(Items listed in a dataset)
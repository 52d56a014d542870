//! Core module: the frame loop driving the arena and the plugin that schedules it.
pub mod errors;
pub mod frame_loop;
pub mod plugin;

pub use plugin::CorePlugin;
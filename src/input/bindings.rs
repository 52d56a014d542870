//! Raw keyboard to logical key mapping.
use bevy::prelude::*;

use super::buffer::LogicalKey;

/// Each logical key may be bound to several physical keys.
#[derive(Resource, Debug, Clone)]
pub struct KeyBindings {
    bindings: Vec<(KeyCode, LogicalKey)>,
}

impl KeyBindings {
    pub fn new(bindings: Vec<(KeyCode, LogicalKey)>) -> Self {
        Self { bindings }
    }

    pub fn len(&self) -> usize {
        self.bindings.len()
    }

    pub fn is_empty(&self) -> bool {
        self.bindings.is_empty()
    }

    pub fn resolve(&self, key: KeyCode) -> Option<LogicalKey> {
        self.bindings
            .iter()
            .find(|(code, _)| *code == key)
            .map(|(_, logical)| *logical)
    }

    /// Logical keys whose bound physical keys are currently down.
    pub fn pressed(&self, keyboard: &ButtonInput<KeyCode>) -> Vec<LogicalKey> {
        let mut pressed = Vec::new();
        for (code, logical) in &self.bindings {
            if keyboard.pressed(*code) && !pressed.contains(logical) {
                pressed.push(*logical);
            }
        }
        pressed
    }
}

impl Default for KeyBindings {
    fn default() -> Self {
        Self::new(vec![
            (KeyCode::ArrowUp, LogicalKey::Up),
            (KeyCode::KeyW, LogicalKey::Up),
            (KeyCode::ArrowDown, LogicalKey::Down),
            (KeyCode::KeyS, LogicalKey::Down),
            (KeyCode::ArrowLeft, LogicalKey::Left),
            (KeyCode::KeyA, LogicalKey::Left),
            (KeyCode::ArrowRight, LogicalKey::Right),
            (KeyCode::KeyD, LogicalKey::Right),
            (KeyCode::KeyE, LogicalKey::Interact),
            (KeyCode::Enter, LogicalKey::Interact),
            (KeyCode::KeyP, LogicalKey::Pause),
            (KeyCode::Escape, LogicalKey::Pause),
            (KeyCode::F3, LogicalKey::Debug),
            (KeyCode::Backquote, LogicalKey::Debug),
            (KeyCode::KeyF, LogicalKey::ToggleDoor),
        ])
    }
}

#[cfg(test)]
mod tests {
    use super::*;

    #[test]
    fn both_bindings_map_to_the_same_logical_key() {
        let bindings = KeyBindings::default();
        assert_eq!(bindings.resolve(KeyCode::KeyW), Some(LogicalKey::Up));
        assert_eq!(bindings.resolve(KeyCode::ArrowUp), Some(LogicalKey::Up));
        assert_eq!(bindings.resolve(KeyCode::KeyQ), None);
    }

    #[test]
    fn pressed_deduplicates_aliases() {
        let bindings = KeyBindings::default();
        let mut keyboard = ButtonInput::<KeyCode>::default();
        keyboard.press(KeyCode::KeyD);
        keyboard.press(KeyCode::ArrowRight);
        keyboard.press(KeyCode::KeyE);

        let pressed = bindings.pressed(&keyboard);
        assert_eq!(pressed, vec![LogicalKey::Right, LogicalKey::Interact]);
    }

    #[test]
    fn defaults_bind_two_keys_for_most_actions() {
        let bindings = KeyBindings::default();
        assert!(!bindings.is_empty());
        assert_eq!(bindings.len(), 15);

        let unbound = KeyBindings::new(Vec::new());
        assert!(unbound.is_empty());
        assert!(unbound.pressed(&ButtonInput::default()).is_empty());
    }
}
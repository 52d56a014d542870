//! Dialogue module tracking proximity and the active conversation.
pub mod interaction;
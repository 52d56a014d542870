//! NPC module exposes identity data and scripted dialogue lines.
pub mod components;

- **What you should do**
Please restate every record shown above, word for word.

- **Solution below**
repository 52d56a014d542870
//! Core module: the frame loop driving the arena and the plugin that schedules it.
pub mod errors;
pub mod frame_loop;
pub mod plugin;

pub use plugin::CorePlugin;
filename src/input/bindings.rs
repository 52d56a014d542870
//! Raw keyboard to logical key mapping.
use bevy::prelude::*;

use super::buffer::LogicalKey;

/// Each logical key may be bound to several physical keys.
#[derive(Resource, Debug, Clone)]
pub struct KeyBindings {
    bindings: Vec<(KeyCode, LogicalKey)>,
}

impl KeyBindings {
    pub fn new(bindings: Vec<(KeyCode, LogicalKey)>) -> Self {
        Self { bindings }
    }

    pub fn len(&self) -> usize {
        self.bindings.len()
    }

    pub fn is_empty(&self) -> bool {
        self.bindings.is_empty()
    }

    pub fn resolve(&self, key: KeyCode) -> Option<LogicalKey> {
        self.bindings
            .iter()
            .find(|(code, _)| *code == key)
            .map(|(_, logical)| *logical)
    }

    /// Logical keys whose bound physical keys are currently down.
    pub fn pressed(&self, keyboard: &ButtonInput<KeyCode>) -> Vec<LogicalKey> {
        let mut pressed = Vec::new();
        for (code, logical) in &self.bindings {
            if keyboard.pressed(*code) && !pressed.contains(logical) {
                pressed.push(*logical);
            }
        }
        pressed
    }
}

impl Default for KeyBindings {
    fn default() -> Self {
        Self::new(vec![
            (KeyCode::ArrowUp, LogicalKey::Up),
            (KeyCode::KeyW, LogicalKey::Up),
            (KeyCode::ArrowDown, LogicalKey::Down),
            (KeyCode::KeyS, LogicalKey::Down),
            (KeyCode::ArrowLeft, LogicalKey::Left),
            (KeyCode::KeyA, LogicalKey::Left),
            (KeyCode::ArrowRight, LogicalKey::Right),
            (KeyCode::KeyD, LogicalKey::Right),
            (KeyCode::KeyE, LogicalKey::Interact),
            (KeyCode::Enter, LogicalKey::Interact),
            (KeyCode::KeyP, LogicalKey::Pause),
            (KeyCode::Escape, LogicalKey::Pause),
            (KeyCode::F3, LogicalKey::Debug),
            (KeyCode::Backquote, LogicalKey::Debug),
            (KeyCode::KeyF, LogicalKey::ToggleDoor),
        ])
    }
}

#[cfg(test)]
mod tests {
    use super::*;

    #[test]
    fn both_bindings_map_to_the_same_logical_key() {
        let bindings = KeyBindings::default();
        assert_eq!(bindings.resolve(KeyCode::KeyW), Some(LogicalKey::Up));
        assert_eq!(bindings.resolve(KeyCode::ArrowUp), Some(LogicalKey::Up));
        assert_eq!(bindings.resolve(KeyCode::KeyQ), None);
    }

    #[test]
    fn pressed_deduplicates_aliases() {
        let bindings = KeyBindings::default();
        let mut keyboard = ButtonInput::<KeyCode>::default();
        keyboard.press(KeyCode::KeyD);
        keyboard.press(KeyCode::ArrowRight);
        keyboard.press(KeyCode::KeyE);

        let pressed = bindings.pressed(&keyboard);
        assert_eq!(pressed, vec![LogicalKey::Right, LogicalKey::Interact]);
    }

    #[test]
    fn defaults_bind_two_keys_for_most_actions() {
        let bindings = KeyBindings::default();
        assert!(!bindings.is_empty());
        assert_eq!(bindings.len(), 15);

        let unbound = KeyBindings::new(Vec::new());
        assert!(unbound.is_empty());
        assert!(unbound.pressed(&ButtonInput::default()).is_empty());
    }
}
repository 52d56a014d542870
//! Dialogue module tracking proximity and the active conversation.
pub mod interaction;
repository 52d56a014d542870
//! NPC module exposes identity data and scripted dialogue lines.
pub mod components;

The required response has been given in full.